▶ Raw data:
::::
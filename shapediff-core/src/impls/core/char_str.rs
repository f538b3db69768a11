use crate::{Introspect, Scalar, Shape};

impl Introspect for char {
    fn shape(&self) -> Shape<'_> {
        Shape::Primitive(Scalar::Char(*self))
    }
}

impl Introspect for str {
    fn shape(&self) -> Shape<'_> {
        Shape::Primitive(Scalar::Text(self))
    }
}
use shapediff::Introspect;
use shapediff_diff::diff;
use shapediff_testhelpers::test;

#[derive(Introspect)]
enum Figure {
    Circle { radius: u32 },
    Rect(u32, u32),
    Empty,
    #[introspect(rename = "poly")]
    Polygon(Vec<(i32, i32)>),
}

#[test]
fn different_cases_show_only_their_labels() {
    assert_eq!(
        diff(&Figure::Circle { radius: 1 }, &Figure::Rect(1, 2)),
        ["Expected: Circle\nReceived: Rect\n"]
    );
    assert_eq!(
        diff(&Figure::Empty, &Figure::Rect(3, 4)),
        ["Expected: Empty\nReceived: Rect\n"]
    );
    assert_eq!(
        diff(&Figure::Polygon(vec![]), &Figure::Empty),
        ["Expected: poly\nReceived: Empty\n"]
    );
}

#[test]
fn same_case_recurses_into_positional_payload() {
    assert_eq!(
        diff(&Figure::Rect(1, 2), &Figure::Rect(1, 3)),
        [".1:\n|\tExpected: 2\n|\tReceived: 3\n"]
    );
}

#[test]
fn same_case_recurses_into_named_payload() {
    assert_eq!(
        diff(&Figure::Circle { radius: 1 }, &Figure::Circle { radius: 2 }),
        ["radius:\n|\tExpected: 1\n|\tReceived: 2\n"]
    );
}

#[test]
fn same_case_without_difference() {
    assert!(diff(&Figure::Empty, &Figure::Empty).is_empty());
    assert!(diff(&Figure::Rect(1, 1), &Figure::Rect(1, 1)).is_empty());
}

#[test]
fn payload_collections_nest_under_their_slot() {
    assert_eq!(
        diff(
            &Figure::Polygon(vec![(0, 0), (1, 1)]),
            &Figure::Polygon(vec![(0, 0), (1, 2)])
        ),
        [".0:\n|\tCollection[1]:\n|\t|\t.1:\n|\t|\t|\tExpected: 1\n|\t|\t|\tReceived: 2\n"]
    );
}

#[test]
fn results_are_unions() {
    let ok: Result<u8, &str> = Ok(1);
    let err: Result<u8, &str> = Err("boom");
    assert_eq!(diff(&ok, &err), ["Expected: Ok\nReceived: Err\n"]);
    assert_eq!(
        diff(&err, &Err("bang")),
        [".0:\n|\tExpected: boom\n|\tReceived: bang\n"]
    );
}

#[test]
fn unions_inside_sequences() {
    let messages = diff(
        &vec![Figure::Empty, Figure::Rect(1, 1)],
        &vec![Figure::Empty, Figure::Circle { radius: 1 }],
    );
    assert_eq!(
        messages,
        ["Collection[1]:\n|\tExpected: Rect\n|\tReceived: Circle\n"]
    );
}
::::
▶ What is being asked: Your answer should be every line above that contains the word "Figure".

▶ Result:
enum Figure {
        diff(&Figure::Circle { radius: 1 }, &Figure::Rect(1, 2)),
        diff(&Figure::Empty, &Figure::Rect(3, 4)),
        diff(&Figure::Polygon(vec![]), &Figure::Empty),
        diff(&Figure::Rect(1, 2), &Figure::Rect(1, 3)),
        diff(&Figure::Circle { radius: 1 }, &Figure::Circle { radius: 2 }),
    assert!(diff(&Figure::Empty, &Figure::Empty).is_empty());
    assert!(diff(&Figure::Rect(1, 1), &Figure::Rect(1, 1)).is_empty());
            &Figure::Polygon(vec![(0, 0), (1, 1)]),
            &Figure::Polygon(vec![(0, 0), (1, 2)])
        &vec![Figure::Empty, Figure::Rect(1, 1)],
        &vec![Figure::Empty, Figure::Circle { radius: 1 }],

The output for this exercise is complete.